## Problem to work on
All entries should be output exactly as they stand.
◇ ◇ ◇ ◇ ◇ ◇ ◇
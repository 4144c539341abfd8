//! Rentable properties

use chrono::{DateTime, Utc};
use rust_decimal::Decimal;
use serde::{Deserialize, Serialize};

use core_kernel::PropertyId;
use crate::error::RentalError;

/// Kind of rentable unit
#[derive(Debug, Clone, Copy, PartialEq, Eq, Default, Serialize, Deserialize)]
#[serde(rename_all = "snake_case")]
pub enum PropertyKind {
    #[default]
    Apartment,
    House,
    Studio,
    Parking,
    Commercial,
    Other,
}

/// A property managed by the landlord
#[derive(Debug, Clone, PartialEq, Serialize, Deserialize)]
pub struct Property {
    pub id: PropertyId,
    /// Short name shown in lists
    pub name: String,
    pub address: String,
    pub postal_code: String,
    pub city: String,
    pub kind: PropertyKind,
    /// Living surface in square meters
    pub surface: Option<Decimal>,
    pub created_at: DateTime<Utc>,
    pub updated_at: DateTime<Utc>,
}

impl Property {
    pub fn new(name: impl Into<String>, address: impl Into<String>, kind: PropertyKind) -> Self {
        let now = Utc::now();
        Self {
            id: PropertyId::new_v7(),
            name: name.into(),
            address: address.into(),
            postal_code: String::new(),
            city: String::new(),
            kind,
            surface: None,
            created_at: now,
            updated_at: now,
        }
    }

    pub fn with_city(mut self, postal_code: impl Into<String>, city: impl Into<String>) -> Self {
        self.postal_code = postal_code.into();
        self.city = city.into();
        self
    }

    pub fn with_surface(mut self, surface: Decimal) -> Self {
        self.surface = Some(surface);
        self
    }

    /// Checks the fields a store requires before accepting the record
    pub fn validate(&self) -> Result<(), RentalError> {
        if self.name.trim().is_empty() {
            return Err(RentalError::Validation("property name is required".to_string()));
        }
        if self.address.trim().is_empty() {
            return Err(RentalError::Validation("property address is required".to_string()));
        }
        if let Some(surface) = self.surface {
            if surface <= Decimal::ZERO {
                return Err(RentalError::Validation("surface must be positive".to_string()));
            }
        }
        Ok(())
    }
}
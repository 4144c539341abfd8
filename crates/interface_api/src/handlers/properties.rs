//! Property handlers

use axum::{extract::{Path, State}, http::StatusCode, Json};
use uuid::Uuid;
use validator::Validate;

use core_kernel::PropertyId;
use domain_rental::Property;

use crate::{AppState, error::ApiError};
use crate::dto::records::PropertyRequest;

/// Creates a new property
pub async fn create_property(
    State(state): State<AppState>,
    Json(request): Json<PropertyRequest>,
) -> Result<(StatusCode, Json<Property>), ApiError> {
    request.validate()?;
    let property = state.store.create_property(request.into_property()).await?;
    Ok((StatusCode::CREATED, Json(property)))
}

/// Lists properties
pub async fn list_properties(
    State(state): State<AppState>,
) -> Result<Json<Vec<Property>>, ApiError> {
    Ok(Json(state.store.list_properties().await?))
}

/// Gets a property by ID
pub async fn get_property(
    State(state): State<AppState>,
    Path(id): Path<Uuid>,
) -> Result<Json<Property>, ApiError> {
    Ok(Json(state.store.get_property(PropertyId::from_uuid(id)).await?))
}

/// Updates a property
pub async fn update_property(
    State(state): State<AppState>,
    Path(id): Path<Uuid>,
    Json(request): Json<PropertyRequest>,
) -> Result<Json<Property>, ApiError> {
    request.validate()?;
    let mut property = state.store.get_property(PropertyId::from_uuid(id)).await?;
    request.apply_to(&mut property);
    Ok(Json(state.store.update_property(property).await?))
}
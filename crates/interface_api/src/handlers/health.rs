//! Health check handler

use axum::Json;
use serde::Serialize;

#[derive(Serialize)]
pub struct HealthResponse {
    pub status: String,
    pub version: String,
}

/// Health check endpoint
pub async fn health_check() -> Json<HealthResponse> {
    Json(HealthResponse {
        status: "healthy".to_string(),
        version: env!("CARGO_PKG_VERSION").to_string(),
    })
}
◇ ◇ ◇ ◇ ◇ ◇ ◇
## Your response
repository 4144c539341abfd8
//! Rentable properties

use chrono::{DateTime, Utc};
use rust_decimal::Decimal;
use serde::{Deserialize, Serialize};

use core_kernel::PropertyId;
use crate::error::RentalError;

/// Kind of rentable unit
#[derive(Debug, Clone, Copy, PartialEq, Eq, Default, Serialize, Deserialize)]
#[serde(rename_all = "snake_case")]
pub enum PropertyKind {
    #[default]
    Apartment,
    House,
    Studio,
    Parking,
    Commercial,
    Other,
}

/// A property managed by the landlord
#[derive(Debug, Clone, PartialEq, Serialize, Deserialize)]
pub struct Property {
    pub id: PropertyId,
    /// Short name shown in lists
    pub name: String,
    pub address: String,
    pub postal_code: String,
    pub city: String,
    pub kind: PropertyKind,
    /// Living surface in square meters
    pub surface: Option<Decimal>,
    pub created_at: DateTime<Utc>,
    pub updated_at: DateTime<Utc>,
}

impl Property {
    pub fn new(name: impl Into<String>, address: impl Into<String>, kind: PropertyKind) -> Self {
        let now = Utc::now();
        Self {
            id: PropertyId::new_v7(),
            name: name.into(),
            address: address.into(),
            postal_code: String::new(),
            city: String::new(),
            kind,
            surface: None,
            created_at: now,
            updated_at: now,
        }
    }

    pub fn with_city(mut self, postal_code: impl Into<String>, city: impl Into<String>) -> Self {
        self.postal_code = postal_code.into();
        self.city = city.into();
        self
    }

    pub fn with_surface(mut self, surface: Decimal) -> Self {
        self.surface = Some(surface);
        self
    }

    /// Checks the fields a store requires before accepting the record
    pub fn validate(&self) -> Result<(), RentalError> {
        if self.name.trim().is_empty() {
            return Err(RentalError::Validation("property name is required".to_string()));
        }
        if self.address.trim().is_empty() {
            return Err(RentalError::Validation("property address is required".to_string()));
        }
        if let Some(surface) = self.surface {
            if surface <= Decimal::ZERO {
                return Err(RentalError::Validation("surface must be positive".to_string()));
            }
        }
        Ok(())
    }
}
repository 4144c539341abfd8
filename crates/interface_api/src/handlers/properties.rs
//! Property handlers

use axum::{extract::{Path, State}, http::StatusCode, Json};
use uuid::Uuid;
use validator::Validate;

use core_kernel::PropertyId;
use domain_rental::Property;

use crate::{AppState, error::ApiError};
use crate::dto::records::PropertyRequest;

/// Creates a new property
pub async fn create_property(
    State(state): State<AppState>,
    Json(request): Json<PropertyRequest>,
) -> Result<(StatusCode, Json<Property>), ApiError> {
    request.validate()?;
    let property = state.store.create_property(request.into_property()).await?;
    Ok((StatusCode::CREATED, Json(property)))
}

/// Lists properties
pub async fn list_properties(
    State(state): State<AppState>,
) -> Result<Json<Vec<Property>>, ApiError> {
    Ok(Json(state.store.list_properties().await?))
}

/// Gets a property by ID
pub async fn get_property(
    State(state): State<AppState>,
    Path(id): Path<Uuid>,
) -> Result<Json<Property>, ApiError> {
    Ok(Json(state.store.get_property(PropertyId::from_uuid(id)).await?))
}

/// Updates a property
pub async fn update_property(
    State(state): State<AppState>,
    Path(id): Path<Uuid>,
    Json(request): Json<PropertyRequest>,
) -> Result<Json<Property>, ApiError> {
    request.validate()?;
    let mut property = state.store.get_property(PropertyId::from_uuid(id)).await?;
    request.apply_to(&mut property);
    Ok(Json(state.store.update_property(property).await?))
}
filename crates/interface_api/src/handlers/health.rs
//! Health check handler

use axum::Json;
use serde::Serialize;

#[derive(Serialize)]
pub struct HealthResponse {
    pub status: String,
    pub version: String,
}

/// Health check endpoint
pub async fn health_check() -> Json<HealthResponse> {
    Json(HealthResponse {
        status: "healthy".to_string(),
        version: env!("CARGO_PKG_VERSION").to_string(),
    })
}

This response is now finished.